PhD defence by Rasmus A. Pedersen

Modelling interglacial climate – investigating the mechanisms of a warming climate


ABSTRACT Past warm climate states could potentially provide information on future global warming. The past warming was driven by changed insolation rather than an increased greenhouse effect, and thus the warm climate states are expected to be different. Nonetheless, the response of the climate system involves some of the same mechanisms in the two climate states. This thesis aims to investigate these mechanisms through climate model experiments. This two-part study has a special focus on the Arctic region, and the main paleoclimate experiments are supplemented by idealized experiments detailing the impact of a changing sea ice cover.

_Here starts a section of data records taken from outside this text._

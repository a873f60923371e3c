//! Type Model Adapter - a uniform, read-only view of class metadata.
//!
//! The traversal engine never reflects over a live program. Everything it knows about
//! classes, members, annotations and generic bindings comes through the
//! [`MetadataProvider`] trait, which is implemented once per metadata source:
//!
//! - [`registry::ClassRegistry`] - an in-memory provider, loadable from YAML/JSON metadata dumps
//! - [`source::SourceLoader`] - builds a registry from Rust source files using `syn`
//!
//! [`TypeModel`] wraps a provider for one generation run, adding the canonical
//! [`mapped`] classes, simple-name lookup and generic binding resolution over
//! supertype chains (see [`generics`]).

pub mod generics;
pub mod mapped;
pub mod registry;
pub mod signature;
pub mod source;

pub use generics::{BoundClass, Bindings, Variance};
pub use registry::{ClassRegistry, MetadataDump};
pub use signature::{PrimitiveType, TypeRef};

use crate::error::{Error, Result};
use log::debug;
use serde::{Deserialize, Serialize};
use std::collections::{BTreeMap, HashSet};
use std::fmt;

/// Read-only access to reflected class metadata.
///
/// Implementations must be safe to share between threads: independent generation
/// runs may read the same provider concurrently.
pub trait MetadataProvider: Sync {
    /// Look up a class by its fully qualified name
    fn find_class(&self, name: &str) -> Option<&ClassInfo>;

    /// All classes known to this provider
    fn classes(&self) -> Vec<&ClassInfo>;

    /// Annotations declared on a package (module), used for scope-level defaults
    fn package_annotations(&self, package: &str) -> &[Annotation];
}

/// The kind of a reflected class
#[derive(Debug, Clone, Copy, Default, PartialEq, Eq, Serialize, Deserialize)]
#[serde(rename_all = "lowercase")]
pub enum ClassKind {
    #[default]
    Class,
    Interface,
    Enum,
    Record,
}

/// A reflected class, interface, enum or record
#[derive(Debug, Clone, PartialEq, Serialize, Deserialize)]
pub struct ClassInfo {
    /// Fully qualified name
    pub name: String,
    #[serde(default)]
    pub kind: ClassKind,
    /// Declared type parameter names, in order
    #[serde(default)]
    pub type_params: Vec<String>,
    #[serde(default, skip_serializing_if = "Option::is_none")]
    pub superclass: Option<TypeRef>,
    #[serde(default)]
    pub interfaces: Vec<TypeRef>,
    #[serde(default)]
    pub annotations: Vec<Annotation>,
    #[serde(default)]
    pub fields: Vec<FieldInfo>,
    #[serde(default)]
    pub methods: Vec<MethodInfo>,
    /// Enum constants, in declaration order
    #[serde(default)]
    pub constants: Vec<String>,
    /// Anonymous classes have no name usable as a schema reference
    #[serde(default)]
    pub anonymous: bool,
}

/// A declared field
#[derive(Debug, Clone, PartialEq, Serialize, Deserialize)]
pub struct FieldInfo {
    pub name: String,
    #[serde(rename = "type")]
    pub ty: TypeRef,
    #[serde(default)]
    pub annotations: Vec<Annotation>,
    #[serde(default, rename = "static")]
    pub is_static: bool,
}

/// A declared method
#[derive(Debug, Clone, PartialEq, Serialize, Deserialize)]
pub struct MethodInfo {
    pub name: String,
    #[serde(default)]
    pub parameters: Vec<ParameterInfo>,
    #[serde(default, rename = "returns")]
    pub return_type: TypeRef,
    #[serde(default)]
    pub annotations: Vec<Annotation>,
    #[serde(default)]
    pub type_params: Vec<String>,
    #[serde(default = "default_public", rename = "public")]
    pub is_public: bool,
    #[serde(default, rename = "static")]
    pub is_static: bool,
}

/// A declared method parameter
#[derive(Debug, Clone, PartialEq, Serialize, Deserialize)]
pub struct ParameterInfo {
    pub name: String,
    #[serde(rename = "type")]
    pub ty: TypeRef,
    #[serde(default)]
    pub annotations: Vec<Annotation>,
}

/// An annotation (or attribute) with its attribute values
#[derive(Debug, Clone, PartialEq, Serialize, Deserialize)]
pub struct Annotation {
    pub name: String,
    #[serde(default, skip_serializing_if = "BTreeMap::is_empty")]
    pub values: BTreeMap<String, AnnotationValue>,
}

/// An annotation attribute value
#[derive(Debug, Clone, PartialEq, Serialize, Deserialize)]
#[serde(untagged)]
pub enum AnnotationValue {
    Bool(bool),
    Int(i64),
    Float(f64),
    Text(String),
    List(Vec<AnnotationValue>),
    Nested(Annotation),
}

fn default_public() -> bool {
    true
}

/// Normalize an annotation name for matching: simple name, lowercase, no underscores.
///
/// `jakarta.validation.constraints.NotBlank`, `NotBlank` and `not_blank` all
/// normalize to `notblank`.
pub fn normalize_name(name: &str) -> String {
    let simple = name
        .rsplit(|c: char| c == '.' || c == ':')
        .next()
        .unwrap_or(name);
    simple
        .chars()
        .filter(|c| *c != '_')
        .flat_map(char::to_lowercase)
        .collect()
}

/// Find the first annotation matching any of the given names
pub fn find_annotation<'a>(annotations: &'a [Annotation], names: &[String]) -> Option<&'a Annotation> {
    annotations.iter().find(|a| a.is_any(names))
}

/// Split a qualified name into its package and simple name
fn split_qualified(name: &str) -> (&str, &str) {
    if let Some(pos) = name.rfind("::") {
        (&name[..pos], &name[pos + 2..])
    } else if let Some(pos) = name.rfind('.') {
        (&name[..pos], &name[pos + 1..])
    } else {
        ("", name)
    }
}

impl ClassInfo {
    /// Create an empty class of the given kind
    pub fn new(name: impl Into<String>, kind: ClassKind) -> Self {
        Self {
            name: name.into(),
            kind,
            type_params: Vec::new(),
            superclass: None,
            interfaces: Vec::new(),
            annotations: Vec::new(),
            fields: Vec::new(),
            methods: Vec::new(),
            constants: Vec::new(),
            anonymous: false,
        }
    }

    pub fn simple_name(&self) -> &str {
        split_qualified(&self.name).1
    }

    pub fn package(&self) -> &str {
        split_qualified(&self.name).0
    }

    pub fn is_enum(&self) -> bool {
        self.kind == ClassKind::Enum
    }

    pub fn annotation(&self, names: &[String]) -> Option<&Annotation> {
        find_annotation(&self.annotations, names)
    }

    pub fn has_annotation(&self, names: &[String]) -> bool {
        self.annotation(names).is_some()
    }

    /// Turn references to declared type parameters into type variables.
    ///
    /// Metadata sources spell type variables like class names (`T`); this pass
    /// rewrites them using the class and method type parameter scopes.
    pub fn normalize(&mut self) {
        let class_vars = self.type_params.clone();
        if let Some(superclass) = &mut self.superclass {
            superclass.bind_vars(&class_vars);
        }
        for interface in &mut self.interfaces {
            interface.bind_vars(&class_vars);
        }
        for field in &mut self.fields {
            field.ty.bind_vars(&class_vars);
        }
        for method in &mut self.methods {
            let mut vars = class_vars.clone();
            vars.extend(method.type_params.iter().cloned());
            method.return_type.bind_vars(&vars);
            for param in &mut method.parameters {
                param.ty.bind_vars(&vars);
            }
        }
    }
}

impl FieldInfo {
    pub fn new(name: impl Into<String>, ty: TypeRef) -> Self {
        Self {
            name: name.into(),
            ty,
            annotations: Vec::new(),
            is_static: false,
        }
    }
}

impl MethodInfo {
    /// A stable signature: `name(paramType, ...)`
    pub fn signature(&self) -> String {
        let params: Vec<String> = self.parameters.iter().map(|p| p.ty.to_string()).collect();
        format!("{}({})", self.name, params.join(", "))
    }
}

impl Annotation {
    pub fn new(name: impl Into<String>) -> Self {
        Self {
            name: name.into(),
            values: BTreeMap::new(),
        }
    }

    /// Builder-style attribute setter
    pub fn with(mut self, key: impl Into<String>, value: impl Into<AnnotationValue>) -> Self {
        self.values.insert(key.into(), value.into());
        self
    }

    pub fn simple_name(&self) -> &str {
        split_qualified(&self.name).1
    }

    /// Whether this annotation has the given (normalized) name
    pub fn is(&self, name: &str) -> bool {
        normalize_name(&self.name) == normalize_name(name)
    }

    pub fn is_any(&self, names: &[String]) -> bool {
        names.iter().any(|n| self.is(n))
    }

    pub fn get(&self, key: &str) -> Option<&AnnotationValue> {
        self.values.get(key)
    }

    /// The first present attribute among `keys`
    pub fn first_of(&self, keys: &[&str]) -> Option<&AnnotationValue> {
        keys.iter().find_map(|k| self.values.get(*k))
    }
}

impl fmt::Display for Annotation {
    fn fmt(&self, f: &mut fmt::Formatter<'_>) -> fmt::Result {
        write!(f, "{}", self.simple_name())?;
        if self.values.is_empty() {
            return Ok(());
        }
        let rendered: Vec<String> = if self.values.len() == 1 && self.values.contains_key("value") {
            vec![self.values["value"].to_string()]
        } else {
            self.values.iter().map(|(k, v)| format!("{}={}", k, v)).collect()
        };
        write!(f, "({})", rendered.join(", "))
    }
}

impl AnnotationValue {
    pub fn as_str(&self) -> Option<&str> {
        match self {
            AnnotationValue::Text(s) => Some(s),
            _ => None,
        }
    }

    pub fn as_bool(&self) -> Option<bool> {
        match self {
            AnnotationValue::Bool(b) => Some(*b),
            _ => None,
        }
    }

    /// Integer view; text is parsed, floats are accepted only when integral
    pub fn as_i64(&self) -> Option<i64> {
        match self {
            AnnotationValue::Int(i) => Some(*i),
            AnnotationValue::Float(f) if f.fract() == 0.0 => Some(*f as i64),
            AnnotationValue::Text(s) => s.trim().parse().ok(),
            _ => None,
        }
    }

    pub fn as_f64(&self) -> Option<f64> {
        match self {
            AnnotationValue::Int(i) => Some(*i as f64),
            AnnotationValue::Float(f) => Some(*f),
            AnnotationValue::Text(s) => s.trim().parse().ok(),
            _ => None,
        }
    }

    /// List view; a single value is treated as a one-element list
    pub fn as_list(&self) -> &[AnnotationValue] {
        match self {
            AnnotationValue::List(items) => items,
            other => std::slice::from_ref(other),
        }
    }
}

impl fmt::Display for AnnotationValue {
    fn fmt(&self, f: &mut fmt::Formatter<'_>) -> fmt::Result {
        match self {
            AnnotationValue::Bool(b) => write!(f, "{}", b),
            AnnotationValue::Int(i) => write!(f, "{}", i),
            AnnotationValue::Float(x) => write!(f, "{}", x),
            AnnotationValue::Text(s) => write!(f, "{}", s),
            AnnotationValue::List(items) => {
                let rendered: Vec<String> = items.iter().map(|v| v.to_string()).collect();
                write!(f, "{}", rendered.join(", "))
            }
            AnnotationValue::Nested(annotation) => write!(f, "{}", annotation),
        }
    }
}

impl From<&str> for AnnotationValue {
    fn from(value: &str) -> Self {
        AnnotationValue::Text(value.to_string())
    }
}

impl From<String> for AnnotationValue {
    fn from(value: String) -> Self {
        AnnotationValue::Text(value)
    }
}

impl From<i64> for AnnotationValue {
    fn from(value: i64) -> Self {
        AnnotationValue::Int(value)
    }
}

impl From<f64> for AnnotationValue {
    fn from(value: f64) -> Self {
        AnnotationValue::Float(value)
    }
}

impl From<bool> for AnnotationValue {
    fn from(value: bool) -> Self {
        AnnotationValue::Bool(value)
    }
}

impl From<Annotation> for AnnotationValue {
    fn from(value: Annotation) -> Self {
        AnnotationValue::Nested(value)
    }
}

/// The view of a metadata provider used during one generation run
#[derive(Clone, Copy)]
pub struct TypeModel<'a> {
    provider: &'a dyn MetadataProvider,
    mapped: &'static ClassRegistry,
}

impl<'a> TypeModel<'a> {
    pub fn new(provider: &'a dyn MetadataProvider) -> Self {
        Self {
            provider,
            mapped: mapped::mapped_classes(),
        }
    }

    /// Look up a class by qualified name, including the canonical mapped classes
    pub fn class(&self, name: &str) -> Option<&'a ClassInfo> {
        self.provider
            .find_class(name)
            .or_else(|| self.mapped.find_class(name))
    }

    pub fn require_class(&self, name: &str) -> Result<&'a ClassInfo> {
        self.class(name)
            .ok_or_else(|| Error::UnknownType(name.to_string()))
    }

    /// Look up a class by qualified name, falling back to a unique simple-name match
    pub fn lookup(&self, name: &str) -> Option<&'a ClassInfo> {
        if let Some(class) = self.class(name) {
            return Some(class);
        }
        let simple = split_qualified(name).1;
        let mut matches = self
            .provider
            .classes()
            .into_iter()
            .filter(|c| c.simple_name() == simple);
        match (matches.next(), matches.next()) {
            (Some(class), None) => Some(class),
            _ => None,
        }
    }

    pub fn package_annotations(&self, package: &str) -> &'a [Annotation] {
        self.provider.package_annotations(package)
    }

    /// Classes carrying one of the endpoint annotations, sorted by name
    pub fn endpoint_classes(&self, annotations: &[String]) -> Vec<&'a ClassInfo> {
        let mut endpoints: Vec<&'a ClassInfo> = self
            .provider
            .classes()
            .into_iter()
            .filter(|c| c.has_annotation(annotations))
            .collect();
        endpoints.sort_by(|a, b| a.name.cmp(&b.name));
        endpoints
    }

    /// The class itself followed by all of its supertypes, each with its type
    /// parameters bound to the arguments established along the inheritance chain.
    ///
    /// Superclasses are visited before interfaces; a supertype reached twice
    /// (diamond interfaces) appears once. Supertypes missing from the model
    /// (e.g. a platform root class) are skipped.
    pub fn supertype_chain(&self, class: &'a ClassInfo, args: &[TypeRef]) -> Vec<BoundClass<'a>> {
        let mut chain = Vec::new();
        let mut seen = HashSet::new();
        self.collect_chain(
            class,
            generics::bind(&class.type_params, args),
            &mut chain,
            &mut seen,
        );
        chain
    }

    fn collect_chain(
        &self,
        class: &'a ClassInfo,
        bindings: Bindings,
        chain: &mut Vec<BoundClass<'a>>,
        seen: &mut HashSet<String>,
    ) {
        if !seen.insert(class.name.clone()) {
            return;
        }

        let supertypes: Vec<TypeRef> = class
            .superclass
            .iter()
            .chain(class.interfaces.iter())
            .map(|s| s.apply(&bindings))
            .collect();
        chain.push(BoundClass { class, bindings });

        for supertype in supertypes {
            if let TypeRef::Class { name, args } = &supertype {
                match self.class(name) {
                    Some(super_class) => self.collect_chain(
                        super_class,
                        generics::bind(&super_class.type_params, args),
                        chain,
                        seen,
                    ),
                    None => debug!("Supertype {} of {} is not in the type model", name, class.name),
                }
            }
        }
    }
}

The first part focusses on the last interglacial climate (125,000 years before present) which was characterized by substantial warming at high northern latitudes due to an increased insolation during summer. The simulations reveal that the oceanic changes dominate the response at high northern latitudes, while the direct insolation impact is more dominant in the tropics. On Greenland, the simulated warming is low compared to the ice core reconstructions. Surface mass balance calculations indicate that the oceanic conditions favor increased accumulation in the southeast, while the insolation appears to be the dominant cause of the expected ice sheet reduction.
 
The second part explores the atmospheric sensitivity to the location of sea ice loss. Three investigated sea ice scenarios with ice loss in different regions all exhibit substantial near-surface warming, with maximum warming occurring in winter. The three scenarios all affect the climate beyond the Arctic, especially the mid-latitude circulation which is sensitive to the location of the ice loss.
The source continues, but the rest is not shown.